(Saved entries)

============================================================

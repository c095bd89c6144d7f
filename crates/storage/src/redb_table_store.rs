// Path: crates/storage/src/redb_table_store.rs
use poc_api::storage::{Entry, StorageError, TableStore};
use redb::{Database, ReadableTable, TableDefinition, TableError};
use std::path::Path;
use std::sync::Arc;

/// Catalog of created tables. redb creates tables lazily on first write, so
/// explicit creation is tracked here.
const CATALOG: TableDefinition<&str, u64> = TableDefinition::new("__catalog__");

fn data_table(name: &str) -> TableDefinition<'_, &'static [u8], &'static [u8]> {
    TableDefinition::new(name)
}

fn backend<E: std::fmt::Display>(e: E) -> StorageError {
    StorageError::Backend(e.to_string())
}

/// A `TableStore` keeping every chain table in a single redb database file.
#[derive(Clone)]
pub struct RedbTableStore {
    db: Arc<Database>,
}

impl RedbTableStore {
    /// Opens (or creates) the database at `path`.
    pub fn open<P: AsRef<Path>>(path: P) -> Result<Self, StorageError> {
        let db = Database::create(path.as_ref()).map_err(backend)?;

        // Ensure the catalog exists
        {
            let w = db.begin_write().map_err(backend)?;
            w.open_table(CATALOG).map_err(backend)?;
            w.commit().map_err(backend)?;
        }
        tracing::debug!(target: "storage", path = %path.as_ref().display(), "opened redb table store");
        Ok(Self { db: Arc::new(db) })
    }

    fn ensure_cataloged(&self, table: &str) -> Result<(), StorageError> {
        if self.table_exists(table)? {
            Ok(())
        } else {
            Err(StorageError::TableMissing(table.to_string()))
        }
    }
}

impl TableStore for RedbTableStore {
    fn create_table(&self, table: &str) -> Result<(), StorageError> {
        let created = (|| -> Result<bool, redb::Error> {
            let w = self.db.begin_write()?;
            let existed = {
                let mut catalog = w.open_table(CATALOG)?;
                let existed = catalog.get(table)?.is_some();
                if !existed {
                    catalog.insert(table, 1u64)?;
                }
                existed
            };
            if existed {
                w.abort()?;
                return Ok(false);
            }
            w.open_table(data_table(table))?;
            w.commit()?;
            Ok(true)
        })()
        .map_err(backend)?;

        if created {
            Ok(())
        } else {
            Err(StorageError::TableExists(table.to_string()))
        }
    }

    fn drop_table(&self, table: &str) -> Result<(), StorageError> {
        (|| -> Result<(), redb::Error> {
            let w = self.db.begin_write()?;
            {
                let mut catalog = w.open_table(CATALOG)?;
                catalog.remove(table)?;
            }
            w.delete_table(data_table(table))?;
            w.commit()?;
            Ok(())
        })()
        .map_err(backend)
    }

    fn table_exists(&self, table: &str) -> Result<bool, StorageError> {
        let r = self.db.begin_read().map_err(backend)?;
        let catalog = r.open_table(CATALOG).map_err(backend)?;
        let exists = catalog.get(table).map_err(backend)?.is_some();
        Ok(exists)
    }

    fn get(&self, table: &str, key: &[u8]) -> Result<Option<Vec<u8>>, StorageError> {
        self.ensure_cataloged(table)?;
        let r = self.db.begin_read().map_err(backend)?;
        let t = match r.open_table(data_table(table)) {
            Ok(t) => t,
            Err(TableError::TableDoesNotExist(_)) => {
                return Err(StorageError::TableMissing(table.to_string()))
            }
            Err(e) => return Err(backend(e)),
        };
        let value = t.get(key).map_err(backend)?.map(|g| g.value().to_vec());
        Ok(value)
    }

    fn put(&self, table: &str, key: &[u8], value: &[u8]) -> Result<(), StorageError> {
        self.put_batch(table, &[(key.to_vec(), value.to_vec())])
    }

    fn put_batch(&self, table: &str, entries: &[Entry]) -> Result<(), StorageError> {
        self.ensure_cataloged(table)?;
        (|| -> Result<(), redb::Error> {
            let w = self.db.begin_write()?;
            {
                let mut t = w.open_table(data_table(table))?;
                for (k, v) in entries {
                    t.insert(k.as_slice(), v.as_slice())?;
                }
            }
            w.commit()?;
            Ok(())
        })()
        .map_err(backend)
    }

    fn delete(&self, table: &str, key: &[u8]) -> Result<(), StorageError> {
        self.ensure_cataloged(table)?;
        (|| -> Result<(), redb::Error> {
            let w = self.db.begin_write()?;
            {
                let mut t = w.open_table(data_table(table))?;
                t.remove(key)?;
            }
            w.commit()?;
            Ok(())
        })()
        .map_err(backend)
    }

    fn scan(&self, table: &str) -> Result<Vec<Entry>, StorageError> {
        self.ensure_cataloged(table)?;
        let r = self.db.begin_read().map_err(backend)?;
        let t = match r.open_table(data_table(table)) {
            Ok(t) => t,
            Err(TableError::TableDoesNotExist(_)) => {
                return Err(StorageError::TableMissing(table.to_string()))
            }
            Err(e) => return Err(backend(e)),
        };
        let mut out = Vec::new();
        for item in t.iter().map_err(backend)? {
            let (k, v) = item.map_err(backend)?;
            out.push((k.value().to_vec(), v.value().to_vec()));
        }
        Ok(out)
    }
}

============================================================

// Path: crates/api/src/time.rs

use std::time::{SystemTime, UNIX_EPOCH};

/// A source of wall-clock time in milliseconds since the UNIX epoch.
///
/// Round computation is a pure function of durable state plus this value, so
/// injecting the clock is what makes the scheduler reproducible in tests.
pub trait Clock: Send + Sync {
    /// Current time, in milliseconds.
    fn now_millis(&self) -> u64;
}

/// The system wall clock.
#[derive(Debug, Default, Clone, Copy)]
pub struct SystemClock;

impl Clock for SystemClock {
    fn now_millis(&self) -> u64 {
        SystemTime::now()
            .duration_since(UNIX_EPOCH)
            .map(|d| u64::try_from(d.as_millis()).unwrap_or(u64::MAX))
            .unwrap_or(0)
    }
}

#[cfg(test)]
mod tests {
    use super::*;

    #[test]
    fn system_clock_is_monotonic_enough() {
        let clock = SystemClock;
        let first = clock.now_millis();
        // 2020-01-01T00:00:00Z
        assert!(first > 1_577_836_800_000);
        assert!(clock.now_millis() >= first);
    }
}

============================================================

Brief:
Your task is to retype the entries verbatim, starting with the line that holds "repository c095bd89c6144d7f" and stopping after the line that holds "use std::sync::Arc;".

Result:
repository c095bd89c6144d7f
filename crates/storage/src/redb_table_store.rs
// Path: crates/storage/src/redb_table_store.rs
use poc_api::storage::{Entry, StorageError, TableStore};
use redb::{Database, ReadableTable, TableDefinition, TableError};
use std::path::Path;
use std::sync::Arc;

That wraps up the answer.